Because here’s the uncomfortable truth: a lot of us were very good at building a life before we really knew ourselves. We followed the script—career, achievement, responsibility, being “the reliable one.” Gold stars all around.
And then somewhere in our 40s or 50s, a strange thing happens: we start hearing a voice we don’t recognize.
According to the psychology behind this, that disorientation isn’t a breakdown—it’s a kind of awakening.
After decades of optimizing, performing, and solving, we finally encounter something unfamiliar: our own unfiltered preferences.
Which, frankly, is inconvenient.
Because the voice doesn’t say sensible things like, “Stay the course, Chip.”
It says things like, “Why are you doing this?” or “Have you considered… piano?”
And when that voice shows up, our first instinct is to panic.

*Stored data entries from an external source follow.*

use serde::{Deserialize, Serialize};

#[derive(Debug, Clone, Copy, PartialEq, Eq, Hash, Serialize, Deserialize)]
#[serde(rename_all = "snake_case")]
pub enum RunState {
    Idle,
    Running,
    Paused,
    Completed,
    Failed,
    Stopped,
}

impl RunState {
    pub fn can_transition_to(self, next: Self) -> bool {
        matches!(
            (self, next),
            (RunState::Idle, RunState::Running)
                | (RunState::Idle, RunState::Failed)
                | (RunState::Idle, RunState::Stopped)
                | (RunState::Running, RunState::Paused)
                | (RunState::Running, RunState::Completed)
                | (RunState::Running, RunState::Failed)
                | (RunState::Running, RunState::Stopped)
                | (RunState::Paused, RunState::Running)
                | (RunState::Paused, RunState::Failed)
                | (RunState::Paused, RunState::Stopped)
        )
    }

    pub fn is_terminal(self) -> bool {
        matches!(
            self,
            RunState::Completed | RunState::Failed | RunState::Stopped
        )
    }

    pub fn as_str(self) -> &'static str {
        match self {
            RunState::Idle => "idle",
            RunState::Running => "running",
            RunState::Paused => "paused",
            RunState::Completed => "completed",
            RunState::Failed => "failed",
            RunState::Stopped => "stopped",
        }
    }

    pub fn parse(raw: &str) -> Result<Self, String> {
        match raw.trim().to_ascii_lowercase().as_str() {
            "idle" => Ok(Self::Idle),
            "running" => Ok(Self::Running),
            "paused" => Ok(Self::Paused),
            "completed" => Ok(Self::Completed),
            "failed" => Ok(Self::Failed),
            "stopped" => Ok(Self::Stopped),
            other => Err(format!("unknown run state `{other}`")),
        }
    }
}

impl std::fmt::Display for RunState {
    fn fmt(&self, f: &mut std::fmt::Formatter<'_>) -> std::fmt::Result {
        write!(f, "{}", self.as_str())
    }
}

We assume something’s wrong. Midlife crisis!
Quick—buy something expensive or reinvent your LinkedIn profile.
But the research suggests something more interesting: what we call a “crisis” is often a reckoning—a moment when the life we’ve built no longer matches who we’re becoming.
In other words, it’s not that you’re lost.
It’s that your old map is finally outdated.
I’ve seen this over and over again. People leave impressive careers, shift identities, or make choices that look confusing from the outside. But inside? It’s often the first honest decision they’ve made in decades.
And here’s my favorite part: Beginnings in midlife tend to look like endings to everyone else.
So if you’re feeling untethered, questioning things, or suddenly drawn to something that makes no logical sense… congratulations. You may not be having a crisis.
You may just be meeting yourself for the first time.
And yes, that can be disorienting.
But it’s also where the real life begins.